Pillola Ru486, una modalità diversa di applicare la 194. Perchè la Chiesa è ostile?

di Vittorio Bellavite, coordinatore di Noi Siamo Chiesa

Dalle informazioni che si possono trovare, ampiamente diffuse e sostanzialmente concordi, la pillola Ru486 appare come un farmaco che permette un intervento per l’interruzione della gravidanza meno invasivo degli altri (che sono di tipo chirurgico) e in applicazione della legge n.194.

E’ sostanzialmente una modalità di intervento aggiuntiva a quelle tradizionali, che può essere scelta, se del caso, dai sanitari e dalla donna, debitamente informata, verificate le condizioni concrete di ogni tipo, anche psicologico.

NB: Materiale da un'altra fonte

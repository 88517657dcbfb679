//! Iso Stroll - a heightmapped tile walker
//!
//! Core modules:
//! - `sim`: Deterministic simulation (tile grid, actor physics, input mapping)
//! - `renderer`: Draw commands, avatar figure, isometric/top-down projection
//! - `service`: Frame driver owning one simulation
//! - `settings`: Tunable physics and view configuration

pub mod color;
pub mod error;
pub mod renderer;
pub mod service;
pub mod settings;
pub mod sim;
pub mod vector;

pub use error::{DrawError, GridError, SettingsError};
pub use service::{Frame, Simulation};
pub use settings::{PhysicsConfig, Settings, ViewConfig};
pub use vector::Vec2Ext;

use std::f32::consts::TAU;

/// Simulation and projection constants
pub mod consts {
    use glam::Vec2;

    /// Downward acceleration applied per tick while airborne
    pub const GRAVITY: f32 = 0.0029;
    /// Upward velocity given by a jump
    pub const JUMP_IMPULSE: f32 = 0.1;
    /// Horizontal distance covered per tick of held input (grid units)
    pub const STEP_SIZE: f32 = 1.0 / 30.0;

    /// Actor spawn point (grid units)
    pub const SPAWN_POSITION: Vec2 = Vec2::new(1.5, 3.5);
    /// Actor spawn facing (radians)
    pub const SPAWN_ANGLE: f32 = -std::f32::consts::FRAC_PI_2;
    /// Actor spawn altitude
    pub const SPAWN_HEIGHT: f32 = 1.0;

    /// Isometric view basis
    pub const ISO_ROOT: Vec2 = Vec2::new(200.0, 275.0);
    pub const ISO_X_AXIS: Vec2 = Vec2::new(48.0, 24.0);
    pub const ISO_Y_AXIS: Vec2 = Vec2::new(-48.0, 24.0);

    /// Top-down view basis
    pub const TOP_ROOT: Vec2 = Vec2::new(400.0, 50.0);
    pub const TOP_X_AXIS: Vec2 = Vec2::new(48.0, 0.0);
    pub const TOP_Y_AXIS: Vec2 = Vec2::new(0.0, 48.0);

    /// Number of cells drawn along each grid axis
    pub const VIEW_SIZE: u32 = 4;
    /// Largest accepted view size
    pub const MAX_VIEW_SIZE: u32 = 256;
    /// Radius of the ground shadow under the actor (pixels)
    pub const SHADOW_RADIUS: f32 = 8.0;
    /// Screen offset applied to the figure in the top-down view
    pub const TOP_FIGURE_OFFSET: Vec2 = Vec2::new(0.0, 12.0);

    /// Bias added before normalizing angles so exact boundaries don't flicker
    pub const ANGLE_EPSILON: f32 = 0.0001;
}

/// Normalize an angle to [0, 2π), biased by a small epsilon
#[inline]
pub fn normalize_angle(angle: f32) -> f32 {
    let n = (angle + consts::ANGLE_EPSILON).rem_euclid(TAU);
    // rem_euclid rounds tiny negatives up to exactly TAU
    if n >= TAU { 0.0 } else { n }
}

#[cfg(test)]
mod tests {
    use super::*;
    use std::f32::consts::PI;

    #[test]
    fn test_normalize_angle_range() {
        for a in [-3.0 * PI, -PI, -0.5, 0.0, 0.5, PI, 3.0 * PI, 7.0] {
            let n = normalize_angle(a);
            assert!((0.0..TAU).contains(&n), "{a} -> {n}");
        }
    }

    #[test]
    fn test_normalize_angle_just_below_zero() {
        let n = normalize_angle(-0.00010001);
        assert!((0.0..TAU).contains(&n), "{n}");
        assert_eq!(normalize_angle(-consts::ANGLE_EPSILON), 0.0);
    }

    #[test]
    fn test_normalize_angle_wraps_negative() {
        let n = normalize_angle(-PI / 2.0);
        assert!((n - (1.5 * PI + consts::ANGLE_EPSILON)).abs() < 1e-4);
    }
}
//! Fixed-step simulation tick
//!
//! One call advances the actor by exactly one frame: jump, horizontal move,
//! then vertical integration. Horizontal and vertical moves are resolved
//! independently against the grid; a blocked move is dropped whole.

use glam::Vec2;
use std::f32::consts::FRAC_PI_4;

use super::actor::Actor;
use super::grid::TileGrid;
use crate::settings::PhysicsConfig;

/// Input commands for a single tick
#[derive(Debug, Clone, Copy, Default, PartialEq)]
pub struct TickInput {
    /// Screen-relative direction, each axis in {-1, 0, 1}
    pub direction: Vec2,
    /// Jump requested this tick
    pub jump: bool,
}

impl TickInput {
    pub fn walk(direction: Vec2) -> Self {
        Self {
            direction,
            jump: false,
        }
    }

    pub fn jump() -> Self {
        Self {
            direction: Vec2::ZERO,
            jump: true,
        }
    }
}

/// Grid-space heading for a screen-relative input direction.
///
/// The isometric view is rotated by π/4, so the input angle is skewed back to
/// make WASD line up with the screen.
#[inline]
pub fn heading_for(direction: Vec2) -> f32 {
    direction.y.atan2(direction.x) - FRAC_PI_4
}

/// Advance the actor by one tick
pub fn tick(actor: &mut Actor, grid: &TileGrid, input: &TickInput, physics: &PhysicsConfig) {
    if input.jump {
        actor.jump(physics.jump_impulse);
    }

    if input.direction != Vec2::ZERO {
        actor.advance_animation();

        let angle = heading_for(input.direction);
        actor.facing_angle = angle;

        let candidate = actor.position + Vec2::from_angle(angle) * physics.step_size;
        if grid.is_passable(candidate.x, candidate.y, actor.z_height) {
            actor.position = candidate;
        } else {
            log::trace!("Move to ({:.3}, {:.3}) blocked", candidate.x, candidate.y);
        }
    }

    let candidate_z = actor.z_height + actor.z_velocity;
    if grid.is_passable(actor.position.x, actor.position.y, candidate_z) {
        actor.z_height = candidate_z;
        actor.apply_gravity(physics.gravity);
    } else {
        if actor.z_velocity < 0.0 {
            log::trace!("Landed at z={:.4}", actor.z_height);
        }
        actor.reset_velocity();
    }
}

La pillola dovrà essere usata sotto rigido controllo medico, è stata ampiamente sperimentata tanto da essere già adottata da 14 paesi europei ed è stata autorizzata dall’Agenzia europea del farmaco dell’Unione Europea.

In questo contesto appare comprensibile e giustificata la decisione di ieri dell’Aifa sul via libero all’uso anche in Italia di questo farmaco, peraltro dopo un iter lunghissimo e molto contrastato.

Perché allora questa ostilità delle principali gerarchie della Chiesa ? A me sembra che essa sia solo un aspetto, che le circostanze offrono, della campagna contro la 194, che non è mai stata interrotta dopo il referendum del 1981.

La Chiesa -mi sembra- giustamente e più che legittimamente, debba continuare a mettere in luce il rilievo fortemente etico, della scelta di non proseguire una gravidanza (ma guardando anche alla situazione concreta della donna coinvolta e senza mai criminalizzare comunque tale difficile decisione).

Ma sulla 194, dopo tante discussioni, i cattolici democratici, di ispirazione conciliare, espressero a suo tempo, dopo approfondite riflessioni, una opinione favorevole, dopo che loro esponenti in Parlamento contribuirono a modificare il testo originario, introducendo cautele e norme sulla educazione e la prevenzione.

Non c’è motivo per cambiare parere. La 194, se non boicottata e applicata integralmente, è una buona legge ed è ormai consolidata nell’opinione pubblica del nostro paese. Se non fosse così, la Conferenza episcopale non esiterebbe a lanciare nuovamente un referendum per la sua abrogazione.